• **Your instructions**
Which lines of the data contain the string "None"? Copy every one.
-.-.-
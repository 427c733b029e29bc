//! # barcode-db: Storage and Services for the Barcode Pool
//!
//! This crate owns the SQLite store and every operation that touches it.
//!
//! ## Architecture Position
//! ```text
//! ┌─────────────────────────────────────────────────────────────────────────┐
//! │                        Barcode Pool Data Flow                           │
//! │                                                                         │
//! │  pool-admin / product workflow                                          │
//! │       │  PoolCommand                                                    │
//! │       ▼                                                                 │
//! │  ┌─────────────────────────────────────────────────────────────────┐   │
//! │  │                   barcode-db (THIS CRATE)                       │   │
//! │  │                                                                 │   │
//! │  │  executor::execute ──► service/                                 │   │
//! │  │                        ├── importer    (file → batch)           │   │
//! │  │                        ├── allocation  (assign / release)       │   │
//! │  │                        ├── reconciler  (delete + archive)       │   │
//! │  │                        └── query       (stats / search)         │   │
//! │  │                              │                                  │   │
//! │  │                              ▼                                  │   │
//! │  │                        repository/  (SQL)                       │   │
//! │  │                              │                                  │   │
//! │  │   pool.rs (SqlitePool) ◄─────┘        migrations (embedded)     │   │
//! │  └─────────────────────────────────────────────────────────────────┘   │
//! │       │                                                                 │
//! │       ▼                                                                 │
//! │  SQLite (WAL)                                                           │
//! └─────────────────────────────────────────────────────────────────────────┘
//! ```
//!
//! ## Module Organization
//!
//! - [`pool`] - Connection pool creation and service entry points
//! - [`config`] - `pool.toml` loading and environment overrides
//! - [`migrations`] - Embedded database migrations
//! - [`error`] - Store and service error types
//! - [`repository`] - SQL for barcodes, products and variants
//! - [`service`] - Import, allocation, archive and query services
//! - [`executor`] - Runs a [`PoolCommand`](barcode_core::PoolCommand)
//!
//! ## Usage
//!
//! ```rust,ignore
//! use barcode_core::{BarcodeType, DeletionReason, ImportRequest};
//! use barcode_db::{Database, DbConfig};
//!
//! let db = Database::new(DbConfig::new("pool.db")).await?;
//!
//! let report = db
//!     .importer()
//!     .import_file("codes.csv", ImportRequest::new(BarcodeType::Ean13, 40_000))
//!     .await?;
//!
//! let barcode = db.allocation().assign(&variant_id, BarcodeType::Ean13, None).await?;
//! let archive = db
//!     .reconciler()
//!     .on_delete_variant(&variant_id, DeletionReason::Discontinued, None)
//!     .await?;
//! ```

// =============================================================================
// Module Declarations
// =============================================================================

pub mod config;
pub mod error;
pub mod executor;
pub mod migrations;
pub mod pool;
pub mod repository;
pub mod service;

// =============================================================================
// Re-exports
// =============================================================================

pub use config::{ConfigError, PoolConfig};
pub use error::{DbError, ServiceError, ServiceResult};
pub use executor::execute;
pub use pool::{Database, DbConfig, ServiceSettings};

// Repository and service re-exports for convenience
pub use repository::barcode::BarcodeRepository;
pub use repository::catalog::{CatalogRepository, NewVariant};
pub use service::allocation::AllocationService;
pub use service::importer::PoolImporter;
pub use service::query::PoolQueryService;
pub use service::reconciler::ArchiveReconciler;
-.-.-
• **Reply to the exercise**
//! let barcode = db.allocation().assign(&variant_id, BarcodeType::Ean13, None).await?;
//!     .on_delete_variant(&variant_id, DeletionReason::Discontinued, None)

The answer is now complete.